La casa di Gianni diventa così lo spazio condiviso della fragile vulnerabilità di tenere e talvolta capricciose vecchiette, strette nella reciproca solitudine. Lo sguardo su di loro è ironico e delicato, mai invadente; fuori del quale esiste solo, per confessione del regista, «una Roma completamente rarefatta, quasi inesistente, in una nuvola di luce». L’autore stesso (con trascorsi accademici d’attore) viene risucchiato dentro al suo film come interprete, così portando a totale compimento l’operazione quasi identificativa tra realtà e rappresentazione cinematografica. La regia diventa come interna al quadro filmico mescolandosi magicamente a ciò che accade su canovaccio nella messa in scena. Di Gregorio allora guida, indirizza con discrezione le sue anziane non-attrici, concedendo tanto a loro quanto allo spettatore la libertà del potere sconvolgente dell’autentico. In questi termini la macchina da presa non deve far altro che presenziare rubando, così da assumere la forma di una sorta di coda del suo garbato timoniere. Scomodare il Neorealismo senza la giusta cautela e per di più sul piano teorico-ideologico sarebbe certo troppo. Sta di fatto che il tipo di approccio al reale ne evoca sicuramente alcuni espedienti formali in uno stile disadorno ma significante. Pertanto, sotto questo profilo, anche qui c’è un cinema ‘nuovo’ che si apre con trasparenza sul mondo, superando ogni mistificazione e manipolazione costitutiva del filtro cinematografico che per essenza interpone tra realtà e rappresentazione filmica i meccanismi tecnici estetici della finzione. Qui il significato risiede nell’immediatezza, nella verace genuinità dei personaggi che se ne fanno carico ed è in una tale dimensione semantica che si nutre l’enorme cifra stilistica del film.
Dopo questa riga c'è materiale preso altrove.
//! Persisted widget order.
//!
//! The order file is a JSON array. Entries may be bare ids or full
//! descriptor objects:
//!
//! ```json
//! ["battery", {"id": "device", "title": "My Laptop", "enabled": true}, "network"]
//! ```
//!
//! Writes use the bare id for entries that match their built-in defaults
//! and the object form for anything renamed or disabled, so a drag never
//! loses a title or an `enabled` flag. Nothing in here surfaces an
//! error to the dashboard: a missing or corrupt file means the default
//! order, and a failed write is logged and dropped.

use std::fs;
use std::path::{Path, PathBuf};

use serde::{Deserialize, Serialize};
use thiserror::Error;

use super::descriptor::{default_order, title_for, WidgetDescriptor};

/// Errors while reading or writing the order file.
#[derive(Debug, Error)]
pub enum StoreError {
    /// File could not be read, written or renamed.
    #[error("Layout file {path}: {source}")]
    Io {
        /// File involved.
        path: PathBuf,
        /// Underlying I/O error.
        #[source]
        source: std::io::Error,
    },

    /// File content is not a valid order.
    #[error("Layout file {path} is not a valid widget order: {source}")]
    Parse {
        /// File involved.
        path: PathBuf,
        /// JSON error.
        #[source]
        source: serde_json::Error,
    },
}

#[derive(Debug, Deserialize)]
#[serde(untagged)]
enum PersistedEntry {
    Id(String),
    Descriptor {
        id: String,
        #[serde(default)]
        title: Option<String>,
        #[serde(default)]
        enabled: Option<bool>,
    },
}

impl From<PersistedEntry> for WidgetDescriptor {
    fn from(entry: PersistedEntry) -> Self {
        match entry {
            PersistedEntry::Id(id) => WidgetDescriptor::from_id(&id),
            PersistedEntry::Descriptor { id, title, enabled } => WidgetDescriptor {
                title: title.unwrap_or_else(|| title_for(&id)),
                enabled: enabled.unwrap_or(true),
                id,
            },
        }
    }
}

#[derive(Debug, Serialize)]
#[serde(untagged)]
enum SavedEntry<'a> {
    Id(&'a str),
    Descriptor(&'a WidgetDescriptor),
}

impl<'a> From<&'a WidgetDescriptor> for SavedEntry<'a> {
    fn from(widget: &'a WidgetDescriptor) -> Self {
        if *widget == WidgetDescriptor::from_id(&widget.id) {
            SavedEntry::Id(&widget.id)
        } else {
            SavedEntry::Descriptor(widget)
        }
    }
}

/// Reads and writes the widget order file.
#[derive(Debug, Clone)]
pub struct LayoutStore {
    path: PathBuf,
}

impl LayoutStore {
    /// Store backed by `path`.
    pub fn new(path: impl Into<PathBuf>) -> Self {
        Self { path: path.into() }
    }

    /// Location of the order file.
    pub fn path(&self) -> &Path {
        &self.path
    }

    /// Returns the persisted order, or the default order when the file is
    /// absent or unusable.
    ///
    /// The persisted order is returned as stored: unknown ids are kept and
    /// missing default ids are not added back.
    pub fn load(&self) -> Vec<WidgetDescriptor> {
        match self.read_persisted() {
            Ok(Some(order)) => order,
            Ok(None) => {
                tracing::debug!("No widget order at {}, using defaults", self.path.display());
                default_order()
            }
            Err(e) => {
                tracing::warn!("{}; using default widget order", e);
                default_order()
            }
        }
    }

    /// Reads the file without falling back. `Ok(None)` when it does not exist.
    pub fn read_persisted(&self) -> Result<Option<Vec<WidgetDescriptor>>, StoreError> {
        let content = match fs::read_to_string(&self.path) {
            Ok(content) => content,
            Err(e) if e.kind() == std::io::ErrorKind::NotFound => return Ok(None),
            Err(e) => {
                return Err(StoreError::Io {
                    path: self.path.clone(),
                    source: e,
                })
            }
        };
        let entries: Vec<PersistedEntry> =
            serde_json::from_str(&content).map_err(|e| StoreError::Parse {
                path: self.path.clone(),
                source: e,
            })?;
        Ok(Some(entries.into_iter().map(WidgetDescriptor::from).collect()))
    }

    /// Persists `order`. Failures are logged and swallowed.
    pub fn save(&self, order: &[WidgetDescriptor]) {
        match self.try_save(order) {
            Ok(()) => tracing::debug!(
                "Saved widget order ({} widgets) to {}",
                order.len(),
                self.path.display()
            ),
            Err(e) => tracing::warn!("Failed to save widget order: {}", e),
        }
    }

    /// Writes the order atomically: temp file, fsync, rename.
    pub fn try_save(&self, order: &[WidgetDescriptor]) -> Result<(), StoreError> {
        let io_error = |path: &Path| {
            let path = path.to_path_buf();
            move |source| StoreError::Io { path, source }
        };

        if let Some(parent) = self.path.parent().filter(|p| !p.as_os_str().is_empty()) {
            fs::create_dir_all(parent).map_err(io_error(parent))?;
        }

        let entries: Vec<SavedEntry> = order.iter().map(SavedEntry::from).collect();
        let json = serde_json::to_string(&entries).map_err(|e| StoreError::Parse {
            path: self.path.clone(),
            source: e,
        })?;

        let temp_path = self.temp_path();
        fs::write(&temp_path, json).map_err(io_error(&temp_path))?;
        let file = fs::File::open(&temp_path).map_err(io_error(&temp_path))?;
        file.sync_all().map_err(io_error(&temp_path))?;

        fs::rename(&temp_path, &self.path).map_err(|e| {
            let _ = fs::remove_file(&temp_path);
            StoreError::Io {
                path: self.path.clone(),
                source: e,
            }
        })
    }

    /// Deletes the order file so the next load yields the defaults.
    ///
    /// Returns `Ok(false)` when there was nothing to delete.
    pub fn reset(&self) -> Result<bool, StoreError> {
        match fs::remove_file(&self.path) {
            Ok(()) => {
                tracing::info!("Removed widget order at {}", self.path.display());
                Ok(true)
            }
            Err(e) if e.kind() == std::io::ErrorKind::NotFound => Ok(false),
            Err(e) => Err(StoreError::Io {
                path: self.path.clone(),
                source: e,
            }),
        }
    }

    fn temp_path(&self) -> PathBuf {
        let name = self
            .path
            .file_name()
            .map(|n| n.to_string_lossy().into_owned())
            .unwrap_or_else(|| "widget-order.json".to_string());
        self.path
            .with_file_name(format!("{}.tmp.{}", name, std::process::id()))
    }
}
La carta da parati fatiscente, le pareti pastellate di un azzurro oramai sbiadito, la pasta al forno e tutto il resto. La casa sullo schermo è la vera casa della madre di Di Gregorio e le anziane donne che dentro vi si muovono sono libere di non essere personaggi di (totale) finzione cinematografica. Quello spazio sembra quasi una casa di ‘cura’, ma oltre le leggere affinità rimane più semplicemente solo un piccolo mondo, interno a quel mondo più grande che cinico e disattento in qualche modo le respinge e abbandona; un piccolo rifugio nel quale i fragili interpreti che lo abitano si stringono attorno a un pranzo di ferragosto condividendovi paure e cura per gli altri. Fuori, tutto è rarefatto e quasi inesistente. In una nuvola di luce.